Longitudinal, mixed method study to look at the experiences and knowledge of non melanoma skin cancer from diagnosis to one year
1 School of Health Sciences, Faculty of Medicine & Health Sciences, University of Nottingham, Queen’s Medical Centre, Nottingham NG7 2UH, UK
2 Division of Psychiatry, School of Community Health Sciences, Queen’s Medical Centre, Nottingham NG7 2UH, UK
3 Division of Epidemiology and Public Health, Clinical Sciences Building, City Hospital, Nottingham NG5 1PB, UK
4 Department of Dermatology, Queen’s Medical Centre, University Hospital, Nottingham NG7 2UH, UK
5 Nottingham Clinical Trials Unit, University of Nottingham, Queen’s Medical Centre, Nottingham NG7 2UH, UK
BMC Dermatology 2013, 13:13 doi:10.1186/1471-5945-13-13Published: 29 October 2013
Skin cancer is the most common type of cancer in humans and the incidence is increasing worldwide. Our objective was to understanding the needs, experiences and knowledge of individuals with Non Melanoma Skin Cancer (NMSC) from diagnosis up until one year.
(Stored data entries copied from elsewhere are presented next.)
//! Software floating point numbers with configurable bit widths.
//!
//! A number is a sign bit, a two's complement exponent and an unsigned
//! mantissa. Unlike IEEE floats the exponent is a power of ten, and the
//! mantissa is a decimal integer scaled by a width dependent multiplier:
//!
//! ```
//! use decfloat::FP32;
//!
//! let x = FP32::from_f64(119.0).unwrap();
//! assert_eq!(x.get_exp(), 2);
//! assert_eq!(x.get_mantissa(), 119000);
//! assert_eq!(x.to_string(), "1.19e2");
//!
//! let y: FP32 = "0.5".parse().unwrap();
//! assert_eq!((x * y).to_string(), "5.95e1");
//! ```

#![cfg_attr(not(feature = "std"), no_std)]

mod arithmetic;
pub mod bits;
mod cast;
mod error;
mod float;
pub mod scale;
mod string;
mod utils;

#[cfg(feature = "python")]
mod py;

pub use self::bits::{Bits, Overflow};
pub use self::error::{FloatError, ParseErrorKind, Result};
pub use self::float::{check_widths, widths_are_valid, Float, FP16, FP32, FP64};
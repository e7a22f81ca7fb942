use super::bits::Overflow;
use super::error::{FloatError, Result};
use super::float::Float;
use super::scale;

#[cfg(test)]
use super::{float::FP32, utils};

impl<const EXPONENT: usize, const MANTISSA: usize> Float<EXPONENT, MANTISSA> {
    /// Loads and converts a native fp64 value. The mantissa keeps as many
    /// decimal digits as the field allows and the rest are truncated. Exponents
    /// that don't fit in the field are reported as `FloatError::OutOfRange`.
    pub fn from_f64(value: f64) -> Result<Self> {
        Self::from_f64_with(value, Overflow::Reject)
    }

    /// Loads and converts a native fp64 value, handling exponents that don't
    /// fit in the field according to `overflow`.
    pub fn from_f64_with(value: f64, overflow: Overflow) -> Result<Self> {
        if !value.is_finite() {
            return Err(FloatError::NotFinite);
        }

        let sign = value < 0.0;
        let magnitude = if sign { -value } else { value };
        if magnitude == 0.0 {
            return Ok(Self::zero(false));
        }

        let exp = scale::decimal_exponent(magnitude)?;
        let mantissa = scale::mantissa_unsigned(magnitude, exp, MANTISSA);
        // The native division may land the digits just outside of the
        // canonical decade, so normalize before packing.
        Self::normalize(sign, exp, mantissa, overflow)
    }

    /// Loads and converts a native fp32 value.
    pub fn from_f32(value: f32) -> Result<Self> {
        Self::from_f64(value as f64)
    }

    /// Convert this float to fp64. Mantissas with more digits than fp64 holds
    /// are rounded by the native arithmetic, and exponents outside of the fp64
    /// range become inf or zero.
    pub fn as_f64(&self) -> f64 {
        if self.is_zero() {
            return if self.get_sign() { -0.0 } else { 0.0 };
        }
        let digits = self.get_mantissa() as f64 / Self::multiplier() as f64;
        let magnitude = scale::scale_by_power_of_ten(digits, self.get_exp());
        if self.get_sign() {
            -magnitude
        } else {
            magnitude
        }
    }

    /// Convert this float to fp32.
    pub fn as_f32(&self) -> f32 {
        self.as_f64() as f32
    }
}

impl<const EXPONENT: usize, const MANTISSA: usize> TryFrom<f64>
    for Float<EXPONENT, MANTISSA>
{
    type Error = FloatError;

    fn try_from(value: f64) -> Result<Self> {
        Self::from_f64(value)
    }
}

impl<const EXPONENT: usize, const MANTISSA: usize>
    From<Float<EXPONENT, MANTISSA>> for f64
{
    fn from(value: Float<EXPONENT, MANTISSA>) -> f64 {
        value.as_f64()
    }
}

#[test]
fn test_encode_fields() {
    let x = FP32::from_f64(2.0).unwrap();
    assert!(!x.get_sign());
    assert_eq!(x.get_exp(), 0);
    assert_eq!(x.get_mantissa(), 200000);

    let x = FP32::from_f64(-2.0).unwrap();
    assert!(x.get_sign());
    assert_eq!(x.get_exp(), 0);
    assert_eq!(x.get_mantissa(), 200000);

    let x = FP32::from_f64(99.0).unwrap();
    assert_eq!(x.get_exp(), 1);
    assert_eq!(x.get_mantissa(), 990000);

    let x = FP32::from_f64(0.05).unwrap();
    assert_eq!(x.get_exp(), -2);
    assert_eq!(x.get_mantissa(), 500000);

    // Digits beyond the field are truncated, not rounded.
    let x = FP32::from_f64(1.2345678).unwrap();
    assert_eq!(x.get_exp(), 0);
    assert_eq!(x.get_mantissa(), 123456);
}

#[test]
fn test_encode_zero() {
    let x = FP32::from_f64(0.0).unwrap();
    assert_eq!(x, FP32::zero(false));
    assert_eq!(x.as_f64(), 0.0);
    let x = FP32::from_f64(-0.0).unwrap();
    assert!(x.is_zero());
    assert_eq!(FP32::default().as_f64(), 0.0);
}

#[test]
fn test_encode_special_values() {
    assert_eq!(FP32::from_f64(f64::NAN), Err(FloatError::NotFinite));
    assert_eq!(FP32::from_f64(f64::INFINITY), Err(FloatError::NotFinite));
    assert_eq!(FP32::from_f64(f64::NEG_INFINITY), Err(FloatError::NotFinite));
    assert_eq!(FP32::from_f32(f32::NAN), Err(FloatError::NotFinite));
}

#[test]
fn test_encode_out_of_range() {
    // FP16 has 5 exponent bits, so the decimal exponent is in [-16, 15].
    use super::float::FP16;
    assert_eq!(
        FP16::from_f64(1e20),
        Err(FloatError::OutOfRange {
            value: 20,
            width: 5
        })
    );
    assert_eq!(
        FP16::from_f64_with(1e20, Overflow::Saturate),
        Ok(FP16::max_magnitude(false))
    );
    assert_eq!(
        FP16::from_f64_with(-1e-20, Overflow::Saturate),
        Ok(FP16::zero(true))
    );
    // Wrapping keeps the low exponent bits: 20 wraps to -12.
    let wrapped = FP16::from_f64_with(1e20, Overflow::Wrap).unwrap();
    assert_eq!(wrapped.get_exp(), -12);
    assert!(FP16::from_f64(1e15).is_ok());
    assert!(FP16::from_f64(2e-16).is_ok());
}

#[test]
fn test_round_trip_native_float_cast() {
    for v in utils::get_test_values() {
        let a = FP32::from_f64(v).unwrap();
        assert!(a.is_normalized());
        assert!(utils::approx_eq(a.as_f64(), v, 2e-5), "{} != {}", a.as_f64(), v);
        // Truncation only moves values toward zero.
        assert!(a.as_f64().abs() <= v.abs() * (1.0 + 1e-12));

        let b = super::float::FP64::from_f64(v).unwrap();
        assert!(utils::approx_eq(b.as_f64(), v, 1e-13));
    }
}

#[test]
fn test_cast_f32() {
    let a = FP32::from_f32(0.0134567f32).unwrap();
    assert!(utils::approx_eq(a.as_f32() as f64, 0.0134567, 2e-5));
    let a = FP32::from_f32(-2.0).unwrap();
    assert_eq!(a.as_f32(), -2.0);
    let a: FP32 = 100.0f64.try_into().unwrap();
    assert_eq!(f64::from(a), 100.0);
}

#[test]
fn test_cast_extreme_exponents() {
    type Wide = Float<16, 23>;
    let tiny = Wide::from_f64(5e-324).unwrap();
    assert_eq!(tiny.get_exp(), -324);
    assert!(tiny.as_f64() > 0.0);

    let huge = Wide::from_f64(f64::MAX).unwrap();
    assert_eq!(huge.get_exp(), 308);
    assert!(utils::approx_eq(huge.as_f64(), f64::MAX, 1e-5));

    // Values beyond the native range decode to inf.
    let x = Wide::from_integers(false, 400, 100000, Overflow::Reject).unwrap();
    assert_eq!(x.as_f64(), f64::INFINITY);
    let x = Wide::from_integers(true, -400, 100000, Overflow::Reject).unwrap();
    assert_eq!(x.as_f64(), -0.0);
}

#[test]
fn test_decode_zero_with_any_exponent() {
    use super::float::FP64;
    let z = FP64::from_integers(false, 400, 0, Overflow::Reject).unwrap();
    assert!(z.is_zero());
    assert_eq!(z.as_f64(), 0.0);
    assert!(!z.as_f64().is_nan());

    let z = FP64::from_integers(true, -400, 0, Overflow::Reject).unwrap();
    assert_eq!(z.as_f64(), 0.0);
    assert!(z.as_f64().is_sign_negative());

    let z = FP32::from_integers(false, 127, 0, Overflow::Reject).unwrap();
    assert_eq!(z.as_f32(), 0.0);
}
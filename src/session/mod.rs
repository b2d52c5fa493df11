//! Operator session: restore, login, logout.
//!
//! One SessionStore instance gates every screen. The identity is persisted
//! as JSON under the config directory and restored at startup; a restored
//! session is trusted without re-validation (no token or expiry yet).

use std::path::PathBuf;

use serde::{Deserialize, Serialize};

use crate::constants::*;

/// Who is signed in.
#[derive(Debug, Clone, PartialEq, Eq, Serialize, Deserialize)]
pub struct Identity {
    pub display_name: String,
    pub role: String,
}

/// Session lifecycle. `Loading` only exists between construction and the
/// first `restore()`; there is no way back into it afterwards.
#[derive(Debug, Clone, PartialEq, Eq)]
pub enum SessionState {
    Loading,
    Unauthenticated,
    Authenticated(Identity),
}

/// Credential check, kept behind a trait so a real backend call can replace
/// the local pair without touching the session state machine.
pub trait Authenticator: Send {
    /// Returns the identity to sign in as, or `None` for bad credentials.
    fn verify(&self, identifier: &str, secret: &str) -> Option<Identity>;
}

/// Fixed-credential check standing in for a future backend call.
pub struct LocalAuthenticator {
    identifier: String,
    secret: String,
}

impl LocalAuthenticator {
    pub fn new(identifier: &str, secret: &str) -> Self {
        Self {
            identifier: identifier.to_string(),
            secret: secret.to_string(),
        }
    }
}

impl Default for LocalAuthenticator {
    fn default() -> Self {
        Self::new(LOCAL_OPERATOR_IDENTIFIER, LOCAL_OPERATOR_SECRET)
    }
}

impl Authenticator for LocalAuthenticator {
    fn verify(&self, identifier: &str, secret: &str) -> Option<Identity> {
        if identifier == self.identifier && secret == self.secret {
            Some(Identity {
                display_name: LOCAL_OPERATOR_NAME.to_string(),
                role: LOCAL_OPERATOR_ROLE.to_string(),
            })
        } else {
            None
        }
    }
}

/// Owns the current session and its persisted copy.
pub struct SessionStore {
    state: SessionState,
    path: PathBuf,
    authenticator: Box<dyn Authenticator>,
}

impl SessionStore {
    pub fn new(path: PathBuf, authenticator: Box<dyn Authenticator>) -> Self {
        Self {
            state: SessionState::Loading,
            path,
            authenticator,
        }
    }

    /// Store at the default path with the local credential check.
    pub fn open_default() -> Self {
        Self::new(session_file_path(), Box::<LocalAuthenticator>::default())
    }

    /// Read the persisted identity, if any. Resolves the `Loading` state;
    /// must run before any gated screen renders.
    pub fn restore(&mut self) {
        self.state = match std::fs::read_to_string(&self.path) {
            Ok(content) => match serde_json::from_str::<Identity>(&content) {
                Ok(identity) => SessionState::Authenticated(identity),
                // Malformed file: treat as signed out
                Err(_) => SessionState::Unauthenticated,
            },
            Err(_) => SessionState::Unauthenticated,
        };
    }

    /// Attempt a sign-in. On success the identity is persisted and the state
    /// becomes `Authenticated`; on failure the state is left untouched.
    pub fn login(&mut self, identifier: &str, secret: &str) -> bool {
        let Some(identity) = self.authenticator.verify(identifier, secret) else {
            return false;
        };
        self.persist(&identity);
        self.state = SessionState::Authenticated(identity);
        true
    }

    /// Clear the in-memory identity and the persisted copy.
    pub fn logout(&mut self) {
        self.state = SessionState::Unauthenticated;
        // A missing file is already the desired end state
        let _ = std::fs::remove_file(&self.path);
    }

    pub fn state(&self) -> &SessionState {
        &self.state
    }

    pub fn identity(&self) -> Option<&Identity> {
        match &self.state {
            SessionState::Authenticated(identity) => Some(identity),
            _ => None,
        }
    }

    pub fn is_authenticated(&self) -> bool {
        matches!(self.state, SessionState::Authenticated(_))
    }

    fn persist(&self, identity: &Identity) {
        if let Some(parent) = self.path.parent() {
            let _ = std::fs::create_dir_all(parent);
        }
        // Best-effort: a failed write only costs the next restore
        let _ = std::fs::write(
            &self.path,
            serde_json::to_string_pretty(identity).unwrap_or_default(),
        );
    }
}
Patients with NMSC completed questionnaires at diagnosis, treatment, 8 weeks post treatment and 12 months post diagnosis. Body image, psychological morbidity and Quality of Life (QOL) were assessed at each time point, with the exception of QOL that was not assessed at diagnosis. Knowledge of NMSC was assessed at baseline and 8 weeks. A sub-sample of participants was also interviewed to allow a more in-depth exploration of patients’ experiences.
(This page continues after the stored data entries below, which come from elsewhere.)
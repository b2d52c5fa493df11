//! Central UI state - the single source of truth for rendering.

use crate::chat::ConversationEngine;
use crate::intel::LookupEngine;
use crate::session::SessionStore;

use super::theme::Theme;

/// A single-line text input with a byte-indexed cursor kept on char
/// boundaries.
#[derive(Debug, Default)]
pub struct InputField {
    value: String,
    cursor: usize,
}

impl InputField {
    pub fn new() -> Self {
        Self::default()
    }

    pub fn value(&self) -> &str {
        &self.value
    }

    pub fn cursor(&self) -> usize {
        self.cursor
    }

    pub fn is_empty(&self) -> bool {
        self.value.is_empty()
    }

    pub fn insert_char(&mut self, c: char) {
        self.value.insert(self.cursor, c);
        self.cursor += c.len_utf8();
    }

    pub fn backspace(&mut self) {
        if self.cursor > 0 {
            let prev = self.value[..self.cursor]
                .char_indices()
                .last()
                .map(|(i, _)| i)
                .unwrap_or(0);
            self.value.remove(prev);
            self.cursor = prev;
        }
    }

    pub fn cursor_left(&mut self) {
        if self.cursor > 0 {
            self.cursor = self.value[..self.cursor]
                .char_indices()
                .last()
                .map(|(i, _)| i)
                .unwrap_or(0);
        }
    }

    pub fn cursor_right(&mut self) {
        if self.cursor < self.value.len() {
            self.cursor += self.value[self.cursor..]
                .chars()
                .next()
                .map(|c| c.len_utf8())
                .unwrap_or(0);
        }
    }

    pub fn clear(&mut self) {
        self.value.clear();
        self.cursor = 0;
    }
}

/// Which screen is currently active in the authenticated workspace.
#[derive(Debug, Clone, Copy, PartialEq, Eq)]
pub enum Screen {
    Overview,
    Investigate,
    Intel,
}

impl Screen {
    pub fn all() -> &'static [Screen] {
        &[Screen::Overview, Screen::Investigate, Screen::Intel]
    }

    pub fn label(&self) -> String {
        match self {
            Screen::Overview => t!("tab.overview").to_string(),
            Screen::Investigate => t!("tab.investigate").to_string(),
            Screen::Intel => t!("tab.intel").to_string(),
        }
    }

    pub fn next(&self) -> Self {
        match self {
            Screen::Overview => Screen::Investigate,
            Screen::Investigate => Screen::Intel,
            Screen::Intel => Screen::Overview,
        }
    }
}

/// Which login field has keyboard focus.
#[derive(Debug, Clone, Copy, PartialEq, Eq)]
pub enum LoginField {
    Identifier,
    Secret,
}

/// Central application state. Owns the session store and both engines;
/// the renderer reads it, the app loop mutates it.
pub struct AppState {
    pub active_screen: Screen,
    pub tick_count: u64,
    pub theme: Theme,
    /// External analytics dashboard URL, shown on the overview screen.
    pub dashboard_url: String,

    // ── Session ────────────────────────────────────────────────
    pub session: SessionStore,

    // ── Status message (shown in status bar) ───────────────────
    pub status_message: Option<(String, std::time::Instant)>,

    // ── Login form ─────────────────────────────────────────────
    pub login_identifier: InputField,
    pub login_secret: InputField,
    pub login_focus: LoginField,
    pub login_error: Option<String>,

    // ── Investigation thread ───────────────────────────────────
    pub conversation: ConversationEngine,
    pub chat_input: InputField,
    pub chat_typing: bool,
    pub chat_scroll: usize,

    // ── Threat intel ───────────────────────────────────────────
    pub intel: LookupEngine,
    pub intel_input: InputField,
    pub intel_typing: bool,
}

impl AppState {
    pub fn new(session: SessionStore, theme: Theme, dashboard_url: String) -> Self {
        Self {
            active_screen: Screen::Overview,
            tick_count: 0,
            theme,
            dashboard_url,
            session,
            status_message: None,
            login_identifier: InputField::new(),
            login_secret: InputField::new(),
            login_focus: LoginField::Identifier,
            login_error: None,
            conversation: ConversationEngine::new(),
            chat_input: InputField::new(),
            chat_typing: false,
            chat_scroll: 0,
            intel: LookupEngine::new(),
            intel_input: InputField::new(),
            intel_typing: false,
        }
    }

    /// Cycle to the next built-in theme.
    pub fn cycle_theme(&mut self) {
        self.theme = self.theme.next_builtin();
    }

    /// Set a status bar message with automatic timestamp.
    pub fn set_status(&mut self, msg: String) {
        self.status_message = Some((msg, std::time::Instant::now()));
    }

    /// Toggle which login field has focus.
    pub fn toggle_login_focus(&mut self) {
        self.login_focus = match self.login_focus {
            LoginField::Identifier => LoginField::Secret,
            LoginField::Secret => LoginField::Identifier,
        };
    }

    /// The login field currently holding focus.
    pub fn focused_login_field(&mut self) -> &mut InputField {
        match self.login_focus {
            LoginField::Identifier => &mut self.login_identifier,
            LoginField::Secret => &mut self.login_secret,
        }
    }
}

#[cfg(test)]
mod tests {
    use super::*;

    // ── InputField ────────────────────────────────────────────────

    #[test]
    fn insert_and_value() {
        let mut f = InputField::new();
        f.insert_char('a');
        f.insert_char('b');
        assert_eq!(f.value(), "ab");
        assert_eq!(f.cursor(), 2);
    }

    #[test]
    fn insert_mid_string() {
        let mut f = InputField::new();
        f.insert_char('a');
        f.insert_char('c');
        f.cursor_left();
        f.insert_char('b');
        assert_eq!(f.value(), "abc");
    }

    #[test]
    fn backspace_removes_before_cursor() {
        let mut f = InputField::new();
        f.insert_char('a');
        f.insert_char('b');
        f.backspace();
        assert_eq!(f.value(), "a");
        assert_eq!(f.cursor(), 1);
    }

    #[test]
    fn backspace_on_empty_is_noop() {
        let mut f = InputField::new();
        f.backspace();
        assert_eq!(f.value(), "");
        assert_eq!(f.cursor(), 0);
    }

    #[test]
    fn cursor_moves_stay_on_char_boundaries() {
        let mut f = InputField::new();
        f.insert_char('日');
        f.insert_char('本');
        assert_eq!(f.cursor(), 6);
        f.cursor_left();
        assert_eq!(f.cursor(), 3);
        f.cursor_right();
        assert_eq!(f.cursor(), 6);
        f.backspace();
        assert_eq!(f.value(), "日");
    }

    #[test]
    fn cursor_right_clamped_at_end() {
        let mut f = InputField::new();
        f.insert_char('x');
        f.cursor_right();
        assert_eq!(f.cursor(), 1);
    }

    #[test]
    fn clear_resets_value_and_cursor() {
        let mut f = InputField::new();
        f.insert_char('h');
        f.insert_char('i');
        f.clear();
        assert!(f.is_empty());
        assert_eq!(f.cursor(), 0);
    }

    // ── Screen ────────────────────────────────────────────────────

    #[test]
    fn screen_next_cycles() {
        assert_eq!(Screen::Overview.next(), Screen::Investigate);
        assert_eq!(Screen::Investigate.next(), Screen::Intel);
        assert_eq!(Screen::Intel.next(), Screen::Overview);
    }
}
76 participants completed the initial questionnaire, of which 15 were interviewed. Patients were anxious about a diagnosis of skin cancer, however they were no more depressed or anxious than the general population. QOL significantly improved from diagnosis to 8 weeks and from diagnosis to one year. Knowledge of NMSC was poor and did not improve after treatment. Hairdressers were highlighted as playing an important role in raising awareness and encouraging individuals to seek medical help. Most participants were aware of the need to check their skin for suspicious lesions but were not sure what to look for. At one year participants had forgotten their experience and were not overly concerned about skin cancer.
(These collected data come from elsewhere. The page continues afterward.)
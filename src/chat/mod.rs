mod conversation;
mod engine;

pub use conversation::{Conversation, Message, MessageRole};
pub use engine::{ConversationEngine, QueryTicket};
//! Sign-in card shown while the session is unauthenticated.

use ratatui::{
    layout::{Alignment, Rect},
    style::{Modifier, Style},
    text::{Line, Span},
    widgets::{Block, Borders, Clear, Paragraph},
    Frame,
};

use crate::constants::{LOGIN_CARD_HEIGHT, LOGIN_CARD_WIDTH};
use crate::ui::state::{AppState, LoginField};

use super::helpers::{centered_rect, input_line, key_badge};

pub fn render_login(frame: &mut Frame, area: Rect, state: &AppState) {
    let t = &state.theme;

    let card = centered_rect(LOGIN_CARD_WIDTH, LOGIN_CARD_HEIGHT, area);
    frame.render_widget(Clear, card);

    let mut lines = vec![
        Line::raw(""),
        Line::from(vec![Span::styled(
            t!("login.welcome").to_string(),
            Style::default()
                .fg(t.text_primary)
                .add_modifier(Modifier::BOLD),
        )])
        .alignment(Alignment::Center),
        Line::from(vec![Span::styled(
            t!("login.subtitle").to_string(),
            Style::default().fg(t.text_dim),
        )])
        .alignment(Alignment::Center),
        Line::raw(""),
    ];

    // Inline error from a rejected sign-in attempt
    if let Some(error) = &state.login_error {
        lines.push(
            Line::from(vec![Span::styled(
                error.clone(),
                Style::default().fg(t.danger),
            )])
            .alignment(Alignment::Center),
        );
    } else {
        lines.push(Line::raw(""));
    }
    lines.push(Line::raw(""));

    lines.push(Line::from(vec![Span::styled(
        format!("  {}", t!("login.identifier")),
        Style::default().fg(t.text_dim),
    )]));
    lines.push(input_line(
        &state.login_identifier,
        &t!("login.identifier_hint"),
        state.login_focus == LoginField::Identifier,
        None,
        t,
    ));
    lines.push(Line::from(vec![Span::styled(
        format!("  {}", t!("login.secret")),
        Style::default().fg(t.text_dim),
    )]));
    lines.push(input_line(
        &state.login_secret,
        &t!("login.secret_hint"),
        state.login_focus == LoginField::Secret,
        Some('•'),
        t,
    ));

    lines.push(Line::raw(""));
    lines.push(
        Line::from(vec![
            key_badge("Tab", t.accent, t),
            Span::styled(
                t!("login.key_field").to_string(),
                Style::default().fg(t.text_muted),
            ),
            key_badge("Enter", t.accent, t),
            Span::styled(
                t!("login.key_submit").to_string(),
                Style::default().fg(t.text_muted),
            ),
        ])
        .alignment(Alignment::Center),
    );

    let pulse = if state.tick_count % 2 == 0 { "●" } else { "○" };
    let panel = Paragraph::new(lines).block(
        Block::default()
            .title(Line::from(vec![
                Span::styled(format!(" {} ", pulse), Style::default().fg(t.success)),
                Span::styled(t!("app.name").to_string(), t.header_style()),
            ]))
            .borders(Borders::ALL)
            .border_style(t.border_highlight_style()),
    );
    frame.render_widget(panel, card);
}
There is a need to raise awareness of the signs and symptoms of NMSC. Information on skin cancer needs to be tailored to the individual both at the start of treatment and during the follow up months, ensuring that participants’ needs and expectations are met. Targeting education at individuals in the community who regularly come into contact with skin should help in early identification of NMSC. This is important since skin cancer caught early is easily treatable and delay in presentation leads to larger and more complex lesions which impacts in terms of increased morbidity and increased health care costs.